Oct 12, 2019 06:10 |  #2571

Ray.Petri wrote in post #18942834 (external link)
Just seen this one Richard. Interesting history. Nice to know that the parts were shipped out from England. Now, as there was no container ships in those days - I wonder if they went by good old fashioned 'wind jammers' or if steam assisted sail was available then.

Ray I don't know the answer, but Google is marvellous, if you believe all things thrown up
Maybe never know, but given the timing it was probably sail

The Journey by Steam
The first iron-hulled steam ships made the journey to Australia in 1852. However, these early steamers, known as auxiliaries, still carried a full set of sails, as their inefficient engines and the lack of coaling ports en route to Australia prevented the use of the new steam technology over long distances.

Postcard, 'Mail Steamer Leaving Melbourne Port', circa 1903. Steam stacks and sail capacity are clearly evident.

Whilst speed was not initially improved by the introduction of steam, comfort and strength were. The change from traditional wooden hulled ships to iron hulls enabled steamships to be larger and stronger, with much greater space below the decks.

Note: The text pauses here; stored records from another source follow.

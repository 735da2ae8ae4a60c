use crate::messages::{CoordinatorMessage, RoomSummary};
use crate::room::{RoomHandle, RoomId};
use std::collections::BTreeMap;
use std::time::Duration;
use tokio::sync::mpsc;
use tokio::task::JoinHandle;
use tracing::{debug, info, warn};

/// Hands out room ids from 1 upwards. Ids are never reused, so the counter
/// stops at `RoomId::MAX` instead of wrapping onto a live room.
struct RoomIds {
    next: Option<RoomId>,
}

impl RoomIds {
    fn new() -> Self {
        Self { next: Some(1) }
    }

    fn allocate(&mut self) -> Option<RoomId> {
        let id = self.next?;
        self.next = id.checked_add(1);
        Some(id)
    }
}

/// Registry of live rooms. Owns the id counter and the id → room map; never
/// waits on a room, so one busy room cannot stall lookups for the others.
pub async fn room_coordinator(
    mut rx: mpsc::UnboundedReceiver<CoordinatorMessage>,
    max_players_per_room: usize,
) {
    let mut rooms: BTreeMap<RoomId, RoomHandle> = BTreeMap::new();
    let mut room_ids = RoomIds::new();

    info!("Room coordinator started");

    while let Some(msg) = rx.recv().await {
        match msg {
            CoordinatorMessage::CreateRoom { reply } => {
                let Some(room_id) = room_ids.allocate() else {
                    warn!("Room ids exhausted, refusing to create a room");
                    let _ = reply.send(None);
                    continue;
                };

                let handle = RoomHandle::spawn(room_id, max_players_per_room);
                rooms.insert(room_id, handle.clone());
                info!("Room {} created", room_id);

                let _ = reply.send(Some(handle));
            }
            CoordinatorMessage::FindRoom { room_id, reply } => {
                let _ = reply.send(rooms.get(&room_id).cloned());
            }
            CoordinatorMessage::ListRooms { reply } => {
                let summaries = rooms
                    .values()
                    .map(|handle| RoomSummary {
                        room_id: handle.id,
                        players: handle.status().player_count(),
                    })
                    .collect();
                let _ = reply.send(summaries);
            }
            CoordinatorMessage::Sweep => {
                rooms.retain(|room_id, handle| {
                    let collect = handle.status().is_collectable();
                    if collect {
                        info!("Room {} removed", room_id);
                    }
                    !collect
                });
                debug!("Sweep done, {} rooms live", rooms.len());
            }
        }
    }
}

/// Periodically asks the coordinator to drop finished, empty rooms.
pub fn spawn_sweeper(
    coordinator_tx: mpsc::UnboundedSender<CoordinatorMessage>,
    every: Duration,
) -> JoinHandle<()> {
    tokio::spawn(async move {
        let mut ticker = tokio::time::interval(every);
        // The first tick completes immediately.
        ticker.tick().await;
        loop {
            ticker.tick().await;
            if coordinator_tx.send(CoordinatorMessage::Sweep).is_err() {
                break;
            }
        }
    })
}

#[cfg(test)]
mod tests {
    use super::*;
    use crate::messages::{Outbound, RoomCommand, RoomMessage};
    use tokio::sync::oneshot;
    use uuid::Uuid;

    fn start() -> mpsc::UnboundedSender<CoordinatorMessage> {
        let (tx, rx) = mpsc::unbounded_channel();
        tokio::spawn(room_coordinator(rx, 4));
        tx
    }

    async fn create(tx: &mpsc::UnboundedSender<CoordinatorMessage>) -> RoomHandle {
        let (reply, rx) = oneshot::channel();
        tx.send(CoordinatorMessage::CreateRoom { reply }).unwrap();
        rx.await.unwrap().unwrap()
    }

    async fn list(tx: &mpsc::UnboundedSender<CoordinatorMessage>) -> Vec<RoomSummary> {
        let (reply, rx) = oneshot::channel();
        tx.send(CoordinatorMessage::ListRooms { reply }).unwrap();
        rx.await.unwrap()
    }

    async fn find(tx: &mpsc::UnboundedSender<CoordinatorMessage>, room_id: RoomId) -> Option<RoomHandle> {
        let (reply, rx) = oneshot::channel();
        tx.send(CoordinatorMessage::FindRoom { room_id, reply }).unwrap();
        rx.await.unwrap()
    }

    async fn join(handle: &RoomHandle, nickname: &str) -> (Uuid, mpsc::UnboundedReceiver<Outbound>) {
        let id = Uuid::new_v4();
        let (outbound, rx) = mpsc::unbounded_channel();
        let (reply, reply_rx) = oneshot::channel();
        handle
            .send(RoomMessage::Join {
                participant: id,
                nickname: nickname.into(),
                outbound,
                reply,
            })
            .unwrap();
        reply_rx.await.unwrap().unwrap();
        (id, rx)
    }

    #[tokio::test]
    async fn ids_count_up_and_rooms_are_listed_in_order() {
        let tx = start();
        assert!(list(&tx).await.is_empty());

        let first = create(&tx).await;
        let second = create(&tx).await;
        assert_eq!((first.id, second.id), (1, 2));

        let _ana = join(&second, "ana").await;
        assert_eq!(
            list(&tx).await,
            vec![
                RoomSummary { room_id: 1, players: 0 },
                RoomSummary { room_id: 2, players: 1 },
            ]
        );
        assert!(find(&tx, 2).await.is_some());
        assert!(find(&tx, 9).await.is_none());
    }

    #[tokio::test]
    async fn sweep_only_removes_stopped_empty_rooms() {
        let tx = start();
        let lobby = create(&tx).await;
        let abandoned = create(&tx).await;

        let (a, _a_rx) = join(&abandoned, "ana").await;
        let (b, _b_rx) = join(&abandoned, "bia").await;
        abandoned.send(RoomMessage::command(a, RoomCommand::Ready)).unwrap();
        abandoned.send(RoomMessage::command(b, RoomCommand::Ready)).unwrap();
        abandoned.send(RoomMessage::leave(a)).unwrap();
        abandoned.send(RoomMessage::leave(b)).unwrap();

        // The room applies these on its own task.
        for _ in 0..100 {
            if abandoned.status().is_collectable() {
                break;
            }
            tokio::task::yield_now().await;
        }
        assert!(abandoned.status().is_collectable());

        tx.send(CoordinatorMessage::Sweep).unwrap();
        assert!(find(&tx, abandoned.id).await.is_none());
        assert!(find(&tx, lobby.id).await.is_some());
    }

    #[test]
    fn room_ids_stop_at_the_last_one() {
        let mut ids = RoomIds::new();
        assert_eq!(ids.allocate(), Some(1));
        assert_eq!(ids.allocate(), Some(2));

        ids.next = Some(RoomId::MAX);
        assert_eq!(ids.allocate(), Some(RoomId::MAX));
        assert_eq!(ids.allocate(), None);
        assert_eq!(ids.allocate(), None);
    }

    #[tokio::test(start_paused = true)]
    async fn sweeper_ticks_on_the_interval() {
        let (tx, mut rx) = mpsc::unbounded_channel();
        let sweeper = spawn_sweeper(tx, Duration::from_secs(10));

        tokio::time::sleep(Duration::from_secs(25)).await;
        let mut sweeps = 0;
        while let Ok(CoordinatorMessage::Sweep) = rx.try_recv() {
            sweeps += 1;
        }
        assert_eq!(sweeps, 2);
        sweeper.abort();
    }
}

In the 1860s the more efficient compound steam engine, in which steam was expanded in successive cylinders, was introduced. This enabled ships to make the voyage to Australia entirely under steam power. However, it wasn't until the 1880s after the introduction of a government mail subsidy, that steam ships became profitable and began to carry the majority of immigrants. Less reliant on wind, they travelled at a constant speed and provided power for electric lighting, refrigeration and ventilation. Grand saloons were able to be provided for first class passengers, and small cabins instead of sleeping berths were provided in steerage class.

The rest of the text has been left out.